What you will do:
Write the records out again, precisely as they stand.

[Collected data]
= = = =

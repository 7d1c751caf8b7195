//! Built-in campus catalogue used when `store = "memory"`.
//!
//! Every building sits within a few hundred metres of the default simulated
//! position so `/navigate` produces readable distances straight away.

use waymark_content::{Document, FieldValue, InMemoryStore};

/// `(id, name, description, latitude, longitude)`
const BUILDINGS: &[(&str, &str, &str, f64, f64)] = &[
    (
        "biblioteca",
        "Biblioteca Central",
        "Salas de estudio, hemeroteca y préstamo de libros.",
        13.7200,
        -89.2000,
    ),
    (
        "edificio-a",
        "Edificio A",
        "Aulas de ingeniería y laboratorios de cómputo.",
        13.7175,
        -89.2052,
    ),
    (
        "cafeteria",
        "Cafetería",
        "Comedor principal, abierto de 7:00 a 19:00.",
        13.7190,
        -89.2060,
    ),
    (
        "auditorio",
        "Auditorio Central",
        "Conferencias, graduaciones y eventos culturales.",
        13.7162,
        -89.2025,
    ),
    (
        "rectoria",
        "Rectoría",
        "Administración académica y atención a estudiantes.",
        13.7188,
        -89.2031,
    ),
];

/// Catalogue seeded into `collection`.  Also carries one document without
/// coordinates (`info`) so the non-navigable path can be exercised.
pub fn campus_store(collection: &str) -> InMemoryStore {
    let store = BUILDINGS
        .iter()
        .fold(InMemoryStore::new(), |store, (id, name, desc, lat, lon)| {
            store.with_place(collection, id, name, desc, *lat, *lon)
        });
    store.insert(
        collection,
        "info",
        Document::from([
            ("name".to_string(), FieldValue::from("Punto de Información")),
            (
                "description".to_string(),
                FieldValue::from("Mapas impresos y objetos perdidos."),
            ),
        ]),
    );
    store
}

#[cfg(test)]
mod tests {
    use super::*;
    use waymark_content::DocumentStore;

    #[tokio::test]
    async fn catalogue_lists_every_building() {
        let store = campus_store("buildingLocations");
        let docs = store.list_documents("buildingLocations").await.unwrap();
        assert_eq!(docs.len(), BUILDINGS.len() + 1);

        let library = store
            .get_document("buildingLocations", "biblioteca")
            .await
            .unwrap()
            .unwrap();
        assert_eq!(library["name"].as_str(), Some("Biblioteca Central"));
        assert_eq!(library["latitude"].as_f64(), Some(13.72));
    }

    #[tokio::test]
    async fn info_desk_has_no_coordinates() {
        let store = campus_store("campus");
        let info = store.get_document("campus", "info").await.unwrap().unwrap();
        assert!(!info.contains_key("latitude"));
        assert!(store.get_document("buildingLocations", "info").await.unwrap().is_none());
    }
}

= = = =

Answer to the problem:
repository 7d1c751caf8b7195
//! Built-in campus catalogue used when `store = "memory"`.
//!
//! Every building sits within a few hundred metres of the default simulated
//! position so `/navigate` produces readable distances straight away.

use waymark_content::{Document, FieldValue, InMemoryStore};

/// `(id, name, description, latitude, longitude)`
const BUILDINGS: &[(&str, &str, &str, f64, f64)] = &[
    (
        "biblioteca",
        "Biblioteca Central",
        "Salas de estudio, hemeroteca y préstamo de libros.",
        13.7200,
        -89.2000,
    ),
    (
        "edificio-a",
        "Edificio A",
        "Aulas de ingeniería y laboratorios de cómputo.",
        13.7175,
        -89.2052,
    ),
    (
        "cafeteria",
        "Cafetería",
        "Comedor principal, abierto de 7:00 a 19:00.",
        13.7190,
        -89.2060,
    ),
    (
        "auditorio",
        "Auditorio Central",
        "Conferencias, graduaciones y eventos culturales.",
        13.7162,
        -89.2025,
    ),
    (
        "rectoria",
        "Rectoría",
        "Administración académica y atención a estudiantes.",
        13.7188,
        -89.2031,
    ),
];

/// Catalogue seeded into `collection`.  Also carries one document without
/// coordinates (`info`) so the non-navigable path can be exercised.
pub fn campus_store(collection: &str) -> InMemoryStore {
    let store = BUILDINGS
        .iter()
        .fold(InMemoryStore::new(), |store, (id, name, desc, lat, lon)| {
            store.with_place(collection, id, name, desc, *lat, *lon)
        });
    store.insert(
        collection,
        "info",
        Document::from([
            ("name".to_string(), FieldValue::from("Punto de Información")),
            (
                "description".to_string(),
                FieldValue::from("Mapas impresos y objetos perdidos."),
            ),
        ]),
    );
    store
}

#[cfg(test)]
mod tests {
    use super::*;
    use waymark_content::DocumentStore;

    #[tokio::test]
    async fn catalogue_lists_every_building() {
        let store = campus_store("buildingLocations");
        let docs = store.list_documents("buildingLocations").await.unwrap();
        assert_eq!(docs.len(), BUILDINGS.len() + 1);

        let library = store
            .get_document("buildingLocations", "biblioteca")
            .await
            .unwrap()
            .unwrap();
        assert_eq!(library["name"].as_str(), Some("Biblioteca Central"));
        assert_eq!(library["latitude"].as_f64(), Some(13.72));
    }

    #[tokio::test]
    async fn info_desk_has_no_coordinates() {
        let store = campus_store("campus");
        let info = store.get_document("campus", "info").await.unwrap().unwrap();
        assert!(!info.contains_key("latitude"));
        assert!(store.get_document("buildingLocations", "info").await.unwrap().is_none());
    }
}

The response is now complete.